Furthermore, I find it hard to belive that as a caring parent, you would hurt your child so much by denying him/ner the right to get to know her father. You say he has hurt you badly, yet you are willing to hurt your child just as much, if not more? What right to you have to deny the baby the right to get to know it''s father?

He is perfectly right to feel you are using him as an ATM. You denied him and your child the privilage of getting to know one another, as you "  thought i will manage financially "  but now that you need money and things are getting tight - suddenly he''s OK to cll on for money?

Both of you need to grow up and put your child first?

Reply to Honestly Saying
Posted by: Phil | 2011/12/21

Firstly  the child is not your bargaining tool. Secondly teh father has as much right to the child as you do  you don''t ahve any rightto refuse the father access.

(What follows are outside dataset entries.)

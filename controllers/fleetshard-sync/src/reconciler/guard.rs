//! Single-flight guard
//!
//! One reconciliation per reconciler instance at a time. A caller that finds
//! the guard taken is turned away instead of waiting.

use std::sync::atomic::{AtomicBool, Ordering};

#[derive(Debug, Default)]
pub struct ConcurrencyGuard {
    blocked: AtomicBool,
}

impl ConcurrencyGuard {
    /// Take the guard, or `None` if another pass holds it
    pub fn try_acquire(&self) -> Option<FlightPermit<'_>> {
        self.blocked
            .compare_exchange(false, true, Ordering::AcqRel, Ordering::Acquire)
            .ok()
            .map(|_| FlightPermit { guard: self })
    }

    pub fn is_blocked(&self) -> bool {
        self.blocked.load(Ordering::Acquire)
    }
}

/// Releases the guard when dropped, whichever way the pass ends
#[derive(Debug)]
pub struct FlightPermit<'a> {
    guard: &'a ConcurrencyGuard,
}

impl Drop for FlightPermit<'_> {
    fn drop(&mut self) {
        self.guard.blocked.store(false, Ordering::Release);
    }
}
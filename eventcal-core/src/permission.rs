//! Who may manage an event on personal calendars.

use std::fmt;
use std::str::FromStr;

use serde::{Deserialize, Serialize};

use crate::event::{Event, EventManage};
use crate::user::User;

/// Site-wide personal management policy.
///
/// Stored settings use `open`, `closed` and `by_event`; the older `yes` and
/// `no` values are accepted as aliases, and an empty value means `open`.
#[derive(Debug, Clone, Copy, PartialEq, Eq, Default, Serialize, Deserialize)]
#[serde(try_from = "String", into = "String")]
pub enum PersonalManage {
    #[default]
    Open,
    Closed,
    ByEvent,
}

impl PersonalManage {
    pub fn as_str(&self) -> &'static str {
        match self {
            PersonalManage::Open => "open",
            PersonalManage::Closed => "closed",
            PersonalManage::ByEvent => "by_event",
        }
    }
}

impl FromStr for PersonalManage {
    type Err = String;

    fn from_str(s: &str) -> Result<Self, Self::Err> {
        match s.trim().to_ascii_lowercase().as_str() {
            "" | "open" | "yes" => Ok(PersonalManage::Open),
            "closed" | "no" => Ok(PersonalManage::Closed),
            "by_event" => Ok(PersonalManage::ByEvent),
            other => Err(format!("Unknown personal_manage policy '{other}'")),
        }
    }
}

impl TryFrom<String> for PersonalManage {
    type Error = String;

    fn try_from(value: String) -> Result<Self, Self::Error> {
        value.parse()
    }
}

impl From<PersonalManage> for String {
    fn from(policy: PersonalManage) -> Self {
        policy.as_str().to_string()
    }
}

/// Whether the acting user may manage an event on personal calendars.
#[derive(Debug, Clone, Copy, PartialEq, Eq, Serialize, Deserialize)]
#[serde(rename_all = "lowercase")]
pub enum ManageStatus {
    Open,
    Closed,
}

impl ManageStatus {
    pub fn is_open(&self) -> bool {
        *self == ManageStatus::Open
    }
}

impl fmt::Display for ManageStatus {
    fn fmt(&self, f: &mut fmt::Formatter) -> fmt::Result {
        match self {
            ManageStatus::Open => write!(f, "open"),
            ManageStatus::Closed => write!(f, "closed"),
        }
    }
}

/// Resolve the management status for `event` under `policy`.
///
/// When the policy restricts management, admins and the event owner still
/// get `Open`. Every other combination, including an anonymous user,
/// resolves to `Closed`.
pub fn resolve(policy: PersonalManage, event: &Event, acting: Option<&User>) -> ManageStatus {
    let unrestricted = match policy {
        PersonalManage::Open => true,
        PersonalManage::ByEvent => event.personal_manage != Some(EventManage::Closed),
        PersonalManage::Closed => false,
    };

    if unrestricted {
        return ManageStatus::Open;
    }

    match acting {
        Some(user) if user.admin || user.id == event.owner => ManageStatus::Open,
        _ => ManageStatus::Closed,
    }
}
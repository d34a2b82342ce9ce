//! In-memory store.

use std::collections::BTreeMap;

use serde::{Deserialize, Serialize};

use crate::annotation::{AnnotationId, LegacyAnnotation, PERSONAL_EVENT};
use crate::error::EventCalResult;
use crate::event::{Event, EventId};
use crate::store::{EntityStore, Page, ParticipationStore};
use crate::user::{User, UserId};

#[derive(Debug, Clone, PartialEq, Eq, Serialize, Deserialize)]
struct Relationship {
    user: UserId,
    event: EventId,
}

/// Store kept entirely in memory. Also the snapshot format of [`FileStore`](super::FileStore).
#[derive(Debug, Clone, Default, Serialize, Deserialize)]
pub struct MemoryStore {
    #[serde(default)]
    events: BTreeMap<EventId, Event>,
    #[serde(default)]
    users: BTreeMap<UserId, User>,
    // Insertion order is listing order
    #[serde(default)]
    relationships: Vec<Relationship>,
    #[serde(default)]
    annotations: Vec<LegacyAnnotation>,
    #[serde(default)]
    next_annotation_id: u64,
}

impl MemoryStore {
    pub fn new() -> Self {
        Self::default()
    }
}

impl EntityStore for MemoryStore {
    fn event(&self, id: EventId) -> EventCalResult<Option<Event>> {
        Ok(self.events.get(&id).cloned())
    }

    fn user(&self, id: UserId) -> EventCalResult<Option<User>> {
        Ok(self.users.get(&id).cloned())
    }

    fn events(&self) -> EventCalResult<Vec<Event>> {
        Ok(self.events.values().cloned().collect())
    }

    fn put_event(&mut self, event: Event) -> EventCalResult<()> {
        self.events.insert(event.id, event);
        Ok(())
    }

    fn put_user(&mut self, user: User) -> EventCalResult<()> {
        self.users.insert(user.id, user);
        Ok(())
    }
}

impl ParticipationStore for MemoryStore {
    fn add_relationship(&mut self, user: UserId, event: EventId) -> EventCalResult<bool> {
        let rel = Relationship { user, event };
        if self.relationships.contains(&rel) {
            return Ok(false);
        }
        self.relationships.push(rel);
        Ok(true)
    }

    fn remove_relationship(&mut self, user: UserId, event: EventId) -> EventCalResult<bool> {
        let before = self.relationships.len();
        self.relationships
            .retain(|r| !(r.user == user && r.event == event));
        Ok(self.relationships.len() != before)
    }

    fn has_relationship(&self, user: UserId, event: EventId) -> EventCalResult<bool> {
        Ok(self
            .relationships
            .iter()
            .any(|r| r.user == user && r.event == event))
    }

    fn count_relationships(&self, event: EventId) -> EventCalResult<u64> {
        Ok(self.relationships.iter().filter(|r| r.event == event).count() as u64)
    }

    fn list_relationships(&self, event: EventId, page: Page) -> EventCalResult<Vec<UserId>> {
        Ok(self
            .relationships
            .iter()
            .filter(|r| r.event == event)
            .skip(page.offset)
            .take(page.limit)
            .map(|r| r.user)
            .collect())
    }

    fn annotations(&self, event: EventId) -> EventCalResult<Vec<LegacyAnnotation>> {
        Ok(self
            .annotations
            .iter()
            .filter(|a| a.event == event && a.is_personal_event())
            .cloned()
            .collect())
    }

    fn add_annotation(&mut self, event: EventId, value: String) -> EventCalResult<AnnotationId> {
        self.next_annotation_id += 1;
        let id = AnnotationId(self.next_annotation_id);
        self.annotations.push(LegacyAnnotation {
            id,
            event,
            name: PERSONAL_EVENT.to_string(),
            value,
        });
        Ok(id)
    }

    fn delete_annotation(&mut self, id: AnnotationId) -> EventCalResult<bool> {
        let before = self.annotations.len();
        self.annotations.retain(|a| a.id != id);
        Ok(self.annotations.len() != before)
    }
}
//! eventcal configuration.

use std::path::{Path, PathBuf};

use config::{Config, Environment, File};
use serde::{Deserialize, Serialize};

use crate::error::{EventCalError, EventCalResult};
use crate::permission::PersonalManage;

static DEFAULT_DATA_FILE: &str = "~/.eventcal/store.json";
const DEFAULT_PORT: u16 = 4096;

fn default_data_file() -> PathBuf {
    PathBuf::from(DEFAULT_DATA_FILE)
}

fn default_port() -> u16 {
    DEFAULT_PORT
}

/// Plugin-wide settings consulted by the participation registry.
///
/// Boolean flags accept `yes`/`no` as well as `true`/`false`, since that is
/// how existing installations store them.
#[derive(Debug, Clone, Default, PartialEq, Serialize, Deserialize)]
#[serde(default)]
pub struct Settings {
    /// Enforce each event's `spots` limit on join
    pub spots_display: bool,
    /// Reject joins that overlap another event on the user's calendar
    pub no_collisions: bool,
    /// Region codes are translation handles rather than display text
    pub region_list_handles: bool,
    /// Event type codes are translation handles rather than display text
    pub type_list_handles: bool,
    pub personal_manage: PersonalManage,
}

/// Configuration at ~/.config/eventcal/config.toml
///
/// Every key can be overridden from the environment, e.g.
/// `EVENTCAL_PORT=8080` or `EVENTCAL_SETTINGS__SPOTS_DISPLAY=yes`.
#[derive(Debug, Clone, Serialize, Deserialize)]
pub struct EventCalConfig {
    #[serde(default)]
    pub settings: Settings,

    #[serde(default = "default_data_file")]
    pub data_file: PathBuf,

    /// Optional TOML file with a `[messages]` table overriding the built-in texts
    #[serde(default, skip_serializing_if = "Option::is_none")]
    pub language_file: Option<PathBuf>,

    #[serde(default = "default_port")]
    pub port: u16,
}

impl Default for EventCalConfig {
    fn default() -> Self {
        EventCalConfig {
            settings: Settings::default(),
            data_file: default_data_file(),
            language_file: None,
            port: DEFAULT_PORT,
        }
    }
}

impl EventCalConfig {
    pub fn config_path() -> EventCalResult<PathBuf> {
        let config_dir = dirs::config_dir()
            .ok_or_else(|| EventCalError::Config("Could not determine config directory".into()))?
            .join("eventcal");

        Ok(config_dir.join("config.toml"))
    }

    /// Load from the default location, creating a commented template on first run.
    pub fn load() -> EventCalResult<Self> {
        let config_path = Self::config_path()?;

        if !config_path.exists() {
            Self::create_default_config(&config_path)?;
        }

        Self::load_from(&config_path)
    }

    pub fn load_from(path: &Path) -> EventCalResult<Self> {
        Config::builder()
            .add_source(File::from(path.to_path_buf()).required(false))
            .add_source(
                Environment::with_prefix("EVENTCAL")
                    .prefix_separator("_")
                    .separator("__"),
            )
            .build()
            .map_err(|e| EventCalError::Config(e.to_string()))?
            .try_deserialize()
            .map_err(|e| EventCalError::Config(e.to_string()))
    }

    /// The store location with `~` expanded.
    pub fn data_path(&self) -> PathBuf {
        expand(&self.data_file)
    }

    pub fn language_path(&self) -> Option<PathBuf> {
        self.language_file.as_deref().map(expand)
    }

    /// Create a default config file with all options commented out.
    pub fn create_default_config(path: &Path) -> EventCalResult<()> {
        let contents = format!(
            "\
# eventcal configuration

# Where participation data is stored:
# data_file = \"{}\"

# Port the action server listens on:
# port = {}

# Extra translations ([messages] table):
# language_file = \"~/.eventcal/messages.toml\"

[settings]
# Enforce event capacity (spots):
# spots_display = \"no\"

# Reject joining events that overlap one already on the calendar:
# no_collisions = \"no\"

# Treat region and type codes as translation handles:
# region_list_handles = \"no\"
# type_list_handles = \"no\"

# Who may manage events on personal calendars (open, closed, by_event):
# personal_manage = \"open\"
",
            DEFAULT_DATA_FILE, DEFAULT_PORT
        );

        if let Some(parent) = path.parent() {
            std::fs::create_dir_all(parent).map_err(|e| {
                EventCalError::Config(format!("Could not create config directory: {e}"))
            })?;
        }

        std::fs::write(path, contents)
            .map_err(|e| EventCalError::Config(format!("Could not write config file: {e}")))?;

        Ok(())
    }
}

fn expand(path: &Path) -> PathBuf {
    PathBuf::from(shellexpand::tilde(&path.to_string_lossy()).into_owned())
}

#[cfg(test)]
mod tests {
    use super::*;

    #[test]
    fn missing_file_gives_defaults() {
        let dir = tempfile::tempdir().unwrap();
        let config = EventCalConfig::load_from(&dir.path().join("config.toml")).unwrap();

        assert_eq!(config.port, 4096);
        assert_eq!(config.data_file, PathBuf::from(DEFAULT_DATA_FILE));
        assert_eq!(config.settings, Settings::default());
    }

    #[test]
    fn default_template_parses_to_defaults() {
        let dir = tempfile::tempdir().unwrap();
        let path = dir.path().join("nested/config.toml");

        EventCalConfig::create_default_config(&path).unwrap();
        let config = EventCalConfig::load_from(&path).unwrap();

        assert_eq!(config.settings, Settings::default());
        assert!(config.language_file.is_none());
    }

    #[test]
    fn reads_legacy_yes_no_values() {
        let dir = tempfile::tempdir().unwrap();
        let path = dir.path().join("config.toml");
        std::fs::write(
            &path,
            r#"
data_file = "/var/lib/eventcal/store.json"

[settings]
spots_display = "yes"
no_collisions = true
region_list_handles = "no"
personal_manage = "by_event"
"#,
        )
        .unwrap();

        let config = EventCalConfig::load_from(&path).unwrap();

        assert!(config.settings.spots_display);
        assert!(config.settings.no_collisions);
        assert!(!config.settings.region_list_handles);
        assert!(!config.settings.type_list_handles);
        assert_eq!(config.settings.personal_manage, PersonalManage::ByEvent);
        assert_eq!(config.data_path(), PathBuf::from("/var/lib/eventcal/store.json"));
    }

    #[test]
    fn unknown_policy_is_a_config_error() {
        let dir = tempfile::tempdir().unwrap();
        let path = dir.path().join("config.toml");
        std::fs::write(&path, "[settings]\npersonal_manage = \"sometimes\"\n").unwrap();

        let err = EventCalConfig::load_from(&path).unwrap_err();
        assert!(matches!(err, EventCalError::Config(_)));
    }
}
//! Message translation and display escaping.

use std::collections::HashMap;
use std::path::Path;

use serde::Deserialize;

use crate::error::{EventCalError, EventCalResult};

pub const ADD_TO_MY_CALENDAR_RESPONSE: &str = "event_calendar:add_to_my_calendar_response";
pub const ADD_TO_MY_CALENDAR_ERROR: &str = "event_calendar:add_to_my_calendar_error";
pub const REMOVE_FROM_MY_CALENDAR_RESPONSE: &str =
    "event_calendar:remove_from_my_calendar_response";

const ENGLISH: &[(&str, &str)] = &[
    (
        ADD_TO_MY_CALENDAR_RESPONSE,
        "This event has been added to your personal calendar.",
    ),
    (
        ADD_TO_MY_CALENDAR_ERROR,
        "This event could not be added to your personal calendar. It may be full or overlap another event in your calendar.",
    ),
    (
        REMOVE_FROM_MY_CALENDAR_RESPONSE,
        "This event has been removed from your personal calendar.",
    ),
];

/// Resolves message keys to display text.
pub trait Translator {
    /// Translate `key`, returning the key itself when no message exists.
    fn translate(&self, key: &str) -> String;
}

/// Key/value message catalog.
#[derive(Debug, Clone)]
pub struct Catalog {
    messages: HashMap<String, String>,
}

#[derive(Deserialize)]
struct LanguageFile {
    #[serde(default)]
    messages: HashMap<String, String>,
}

impl Default for Catalog {
    fn default() -> Self {
        Self::english()
    }
}

impl Catalog {
    pub fn empty() -> Self {
        Catalog {
            messages: HashMap::new(),
        }
    }

    /// Built-in English texts for the calendar actions.
    pub fn english() -> Self {
        let messages = ENGLISH
            .iter()
            .map(|(k, v)| (k.to_string(), v.to_string()))
            .collect();
        Catalog { messages }
    }

    /// Load a TOML language file on top of the English texts.
    ///
    /// ```toml
    /// [messages]
    /// "event_calendar:region:north" = "Northern region"
    /// ```
    pub fn load(path: &Path) -> EventCalResult<Self> {
        let content = std::fs::read_to_string(path)?;
        let file: LanguageFile = toml::from_str(&content)
            .map_err(|e| EventCalError::Config(format!("{}: {e}", path.display())))?;

        let mut catalog = Self::english();
        catalog.messages.extend(file.messages);
        Ok(catalog)
    }

    pub fn insert(&mut self, key: impl Into<String>, message: impl Into<String>) {
        self.messages.insert(key.into(), message.into());
    }
}

impl Translator for Catalog {
    fn translate(&self, key: &str) -> String {
        self.messages
            .get(key)
            .cloned()
            .unwrap_or_else(|| key.to_string())
    }
}

/// Escape text for safe inclusion in HTML, covering the same characters as
/// the usual `&`, `<`, `>`, `"`, `'` entity set.
pub fn escape_html(s: &str) -> String {
    let mut out = String::with_capacity(s.len());
    for c in s.chars() {
        match c {
            '&' => out.push_str("&amp;"),
            '<' => out.push_str("&lt;"),
            '>' => out.push_str("&gt;"),
            '"' => out.push_str("&quot;"),
            '\'' => out.push_str("&#039;"),
            _ => out.push(c),
        }
    }
    out
}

Thirdly  grow up.Leave the child out of the grown up issues. Go to court to sort out the maintenance issue. But don''t let teh child pay for your mistakes  the child has the right to have both parents in his/her life.

Reply to Phil
Posted by: Bron | 2011/12/21

Take him to court - this is not about you or him - its about the kid. She needs all the basics, creche, food clothes etc. These bils will only increase as she gets older. You have an obligation to give her the best whether he wants to or not is no longer his choice or yours, but her right. Any boy can make a baby, but it takes a man to be a father!

Reply to Bron
Posted by: Motlalentwa | 2011/12/21

Please swallow your pride and go to maintenance court so that he can assist you in the upbringing of his own child.He is legally bound to raise his child and you are right to deny him access to the child untill he is responsible enough to make contributions. We guys tend to emerge when the child is already grown up and brag about being the father.

Reply to Motlalentwa
Posted by: cybershrink | 2011/12/21

DO go to the maintenance court, and have a fair amount set by the court, for the sake of your child. You are both wrong in linking maintenance and access to the child. You are not legally entitled to refuse him access to the child, even if he paid no maintenance, nor is he entitled to refuse to pay maintenance ( once its set by a court, especially ) just because he isn't getting access. They are 2 different things and should not be linked.
What matters most is what is best for the child, and it is better for her to see and develop a relationship with her father, than to be kept from him because her mother wants to be spiteful towards that dad.
GO to maintenance court, which can set down fair amounts for him to pay as maintenance, and can also order an agreed amount of access for him, which pushes him towards being responsible, and not only now and then.
Its sad if he hurt your feelings, but that is separate from what would be best for the child. NBever use a child as a weapon.

Reply to cybershrink
Posted by: Mammie | 2011/12/20

You can call me immature,the thing is he hurt me so bad . my daughter gave me reason to live, en allowing him near to my daughter is jst hard

Reply to Mammie
Posted by: ? | 2011/12/20

You are both immature this is not about money or access but what is best for the child.
do u not have an adult who can mediate and make you communicate like real parents?

Reply to ?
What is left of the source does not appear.